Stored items
- - - - -

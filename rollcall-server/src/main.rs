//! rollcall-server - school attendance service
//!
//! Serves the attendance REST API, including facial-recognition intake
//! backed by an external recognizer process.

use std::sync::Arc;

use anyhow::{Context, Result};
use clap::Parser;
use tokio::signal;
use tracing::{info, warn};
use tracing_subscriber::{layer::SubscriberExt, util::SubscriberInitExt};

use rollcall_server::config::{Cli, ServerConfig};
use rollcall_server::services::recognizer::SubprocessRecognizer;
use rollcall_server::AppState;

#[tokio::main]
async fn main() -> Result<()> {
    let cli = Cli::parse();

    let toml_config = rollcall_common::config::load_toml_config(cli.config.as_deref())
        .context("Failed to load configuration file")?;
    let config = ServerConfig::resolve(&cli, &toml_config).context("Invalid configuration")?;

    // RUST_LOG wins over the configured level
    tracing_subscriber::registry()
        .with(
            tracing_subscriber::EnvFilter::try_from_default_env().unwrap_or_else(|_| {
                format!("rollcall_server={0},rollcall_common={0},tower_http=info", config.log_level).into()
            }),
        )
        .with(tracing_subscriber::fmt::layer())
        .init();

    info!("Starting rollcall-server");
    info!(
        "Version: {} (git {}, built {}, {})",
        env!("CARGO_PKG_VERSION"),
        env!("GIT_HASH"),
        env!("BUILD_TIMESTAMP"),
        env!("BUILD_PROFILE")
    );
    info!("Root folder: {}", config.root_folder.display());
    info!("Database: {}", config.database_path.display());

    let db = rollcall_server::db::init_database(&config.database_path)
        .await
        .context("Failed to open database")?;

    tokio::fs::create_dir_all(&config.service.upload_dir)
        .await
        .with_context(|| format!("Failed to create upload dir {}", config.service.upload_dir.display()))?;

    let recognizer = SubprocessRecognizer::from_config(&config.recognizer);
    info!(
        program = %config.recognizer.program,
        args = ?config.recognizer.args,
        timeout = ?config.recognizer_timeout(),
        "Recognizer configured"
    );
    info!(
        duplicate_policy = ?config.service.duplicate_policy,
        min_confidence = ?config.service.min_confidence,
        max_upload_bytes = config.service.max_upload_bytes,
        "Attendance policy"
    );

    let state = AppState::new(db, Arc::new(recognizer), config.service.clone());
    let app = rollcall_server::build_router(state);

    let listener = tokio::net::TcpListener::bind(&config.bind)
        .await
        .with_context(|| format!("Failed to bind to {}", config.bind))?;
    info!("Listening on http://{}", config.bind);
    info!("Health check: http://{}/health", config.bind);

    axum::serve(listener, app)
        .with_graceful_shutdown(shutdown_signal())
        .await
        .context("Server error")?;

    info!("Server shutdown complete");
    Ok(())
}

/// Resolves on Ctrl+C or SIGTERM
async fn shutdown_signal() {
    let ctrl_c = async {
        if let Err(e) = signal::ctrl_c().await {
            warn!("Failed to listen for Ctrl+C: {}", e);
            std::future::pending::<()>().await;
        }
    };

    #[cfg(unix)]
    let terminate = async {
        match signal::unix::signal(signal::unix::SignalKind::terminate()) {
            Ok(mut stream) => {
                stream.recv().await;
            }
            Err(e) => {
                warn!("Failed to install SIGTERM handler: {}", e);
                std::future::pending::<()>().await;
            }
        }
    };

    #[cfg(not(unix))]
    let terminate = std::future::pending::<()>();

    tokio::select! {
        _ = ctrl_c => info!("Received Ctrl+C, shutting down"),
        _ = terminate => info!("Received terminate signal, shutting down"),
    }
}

- - - - -

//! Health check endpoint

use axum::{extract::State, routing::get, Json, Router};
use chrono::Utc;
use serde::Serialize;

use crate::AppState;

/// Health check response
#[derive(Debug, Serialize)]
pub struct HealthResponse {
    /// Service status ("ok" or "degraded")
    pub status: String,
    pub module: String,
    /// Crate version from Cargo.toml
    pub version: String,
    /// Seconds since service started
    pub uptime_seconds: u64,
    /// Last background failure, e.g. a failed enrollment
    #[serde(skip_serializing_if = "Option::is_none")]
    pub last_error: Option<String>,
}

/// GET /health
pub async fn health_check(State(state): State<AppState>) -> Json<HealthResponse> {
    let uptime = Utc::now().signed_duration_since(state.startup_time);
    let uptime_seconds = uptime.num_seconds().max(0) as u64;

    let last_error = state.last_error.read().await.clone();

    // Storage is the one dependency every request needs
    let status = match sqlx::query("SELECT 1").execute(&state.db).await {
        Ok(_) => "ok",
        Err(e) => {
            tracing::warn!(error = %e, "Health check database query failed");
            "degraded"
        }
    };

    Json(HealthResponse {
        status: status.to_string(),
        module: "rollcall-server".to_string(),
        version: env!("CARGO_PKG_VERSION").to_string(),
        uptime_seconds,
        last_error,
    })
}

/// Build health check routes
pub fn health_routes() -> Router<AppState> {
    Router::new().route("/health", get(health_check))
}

- - - - -

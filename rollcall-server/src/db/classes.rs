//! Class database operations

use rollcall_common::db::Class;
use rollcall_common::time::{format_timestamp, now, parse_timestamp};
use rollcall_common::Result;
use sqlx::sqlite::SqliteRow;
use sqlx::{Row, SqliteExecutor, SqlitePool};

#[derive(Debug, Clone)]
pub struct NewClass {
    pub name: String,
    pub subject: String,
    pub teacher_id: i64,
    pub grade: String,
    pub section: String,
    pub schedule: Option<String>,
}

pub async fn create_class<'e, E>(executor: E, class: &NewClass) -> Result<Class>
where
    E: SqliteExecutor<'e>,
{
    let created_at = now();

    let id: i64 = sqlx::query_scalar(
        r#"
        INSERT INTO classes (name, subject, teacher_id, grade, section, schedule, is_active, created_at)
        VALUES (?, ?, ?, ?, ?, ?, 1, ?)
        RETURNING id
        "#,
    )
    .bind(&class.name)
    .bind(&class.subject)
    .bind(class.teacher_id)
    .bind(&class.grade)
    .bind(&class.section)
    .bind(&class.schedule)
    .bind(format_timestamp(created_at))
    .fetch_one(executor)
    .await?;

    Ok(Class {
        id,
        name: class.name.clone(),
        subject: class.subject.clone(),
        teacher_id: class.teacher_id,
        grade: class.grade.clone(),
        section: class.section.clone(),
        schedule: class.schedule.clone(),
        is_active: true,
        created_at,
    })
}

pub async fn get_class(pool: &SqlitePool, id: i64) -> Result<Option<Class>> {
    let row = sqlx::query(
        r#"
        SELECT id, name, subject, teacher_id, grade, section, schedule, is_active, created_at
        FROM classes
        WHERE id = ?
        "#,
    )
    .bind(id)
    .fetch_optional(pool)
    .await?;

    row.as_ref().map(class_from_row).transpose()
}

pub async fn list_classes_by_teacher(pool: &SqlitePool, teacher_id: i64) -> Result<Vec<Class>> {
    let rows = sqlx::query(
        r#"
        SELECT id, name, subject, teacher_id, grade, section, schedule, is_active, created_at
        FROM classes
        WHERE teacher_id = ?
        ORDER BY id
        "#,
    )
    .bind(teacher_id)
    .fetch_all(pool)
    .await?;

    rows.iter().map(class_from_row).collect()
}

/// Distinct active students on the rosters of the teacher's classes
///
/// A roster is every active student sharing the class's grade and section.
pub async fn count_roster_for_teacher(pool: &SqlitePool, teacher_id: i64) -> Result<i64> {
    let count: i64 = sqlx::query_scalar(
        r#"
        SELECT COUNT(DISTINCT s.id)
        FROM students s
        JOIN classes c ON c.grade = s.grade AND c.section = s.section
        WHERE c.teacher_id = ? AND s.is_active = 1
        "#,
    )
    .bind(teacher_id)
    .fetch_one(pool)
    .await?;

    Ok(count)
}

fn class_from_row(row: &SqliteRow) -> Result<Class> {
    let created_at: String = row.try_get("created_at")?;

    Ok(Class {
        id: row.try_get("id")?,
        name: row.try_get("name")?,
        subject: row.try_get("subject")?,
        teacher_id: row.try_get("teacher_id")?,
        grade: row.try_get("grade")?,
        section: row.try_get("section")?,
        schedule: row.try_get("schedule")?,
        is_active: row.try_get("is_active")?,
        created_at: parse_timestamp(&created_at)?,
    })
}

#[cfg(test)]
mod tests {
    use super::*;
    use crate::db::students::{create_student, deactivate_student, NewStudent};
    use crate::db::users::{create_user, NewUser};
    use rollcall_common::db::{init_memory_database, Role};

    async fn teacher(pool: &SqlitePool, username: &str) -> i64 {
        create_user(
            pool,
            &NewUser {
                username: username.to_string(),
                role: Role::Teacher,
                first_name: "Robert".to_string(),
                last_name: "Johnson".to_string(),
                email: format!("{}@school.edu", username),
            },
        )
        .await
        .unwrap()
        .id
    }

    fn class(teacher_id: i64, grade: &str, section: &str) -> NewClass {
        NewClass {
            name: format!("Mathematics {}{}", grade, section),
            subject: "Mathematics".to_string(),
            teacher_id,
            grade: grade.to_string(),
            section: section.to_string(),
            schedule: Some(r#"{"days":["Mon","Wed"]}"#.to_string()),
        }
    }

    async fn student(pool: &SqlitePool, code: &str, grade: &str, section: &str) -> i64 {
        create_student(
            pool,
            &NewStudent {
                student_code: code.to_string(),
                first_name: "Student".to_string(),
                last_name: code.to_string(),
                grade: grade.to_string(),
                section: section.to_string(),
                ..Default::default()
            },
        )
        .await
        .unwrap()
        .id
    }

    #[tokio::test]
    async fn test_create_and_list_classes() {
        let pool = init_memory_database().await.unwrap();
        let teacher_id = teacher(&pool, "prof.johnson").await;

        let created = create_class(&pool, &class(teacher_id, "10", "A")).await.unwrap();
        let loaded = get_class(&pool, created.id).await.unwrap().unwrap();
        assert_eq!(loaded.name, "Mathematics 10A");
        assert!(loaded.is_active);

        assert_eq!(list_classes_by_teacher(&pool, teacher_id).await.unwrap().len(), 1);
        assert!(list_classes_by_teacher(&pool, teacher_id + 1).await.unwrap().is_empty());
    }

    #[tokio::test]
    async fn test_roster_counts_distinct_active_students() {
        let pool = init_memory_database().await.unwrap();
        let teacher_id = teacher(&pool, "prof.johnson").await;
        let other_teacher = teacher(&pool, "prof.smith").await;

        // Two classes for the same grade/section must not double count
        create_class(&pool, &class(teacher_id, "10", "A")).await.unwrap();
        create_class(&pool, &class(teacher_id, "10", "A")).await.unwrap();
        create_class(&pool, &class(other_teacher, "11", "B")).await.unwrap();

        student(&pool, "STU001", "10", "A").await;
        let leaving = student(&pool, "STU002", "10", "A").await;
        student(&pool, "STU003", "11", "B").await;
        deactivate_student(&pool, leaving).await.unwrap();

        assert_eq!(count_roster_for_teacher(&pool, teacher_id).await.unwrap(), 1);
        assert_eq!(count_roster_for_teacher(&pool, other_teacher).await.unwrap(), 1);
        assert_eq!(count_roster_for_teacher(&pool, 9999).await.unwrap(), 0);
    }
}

- - - - -

Could you return the lines in the entries above that contain "Mathematics"?

- **Task solution**:
            name: format!("Mathematics {}{}", grade, section),
            subject: "Mathematics".to_string(),
        assert_eq!(loaded.name, "Mathematics 10A");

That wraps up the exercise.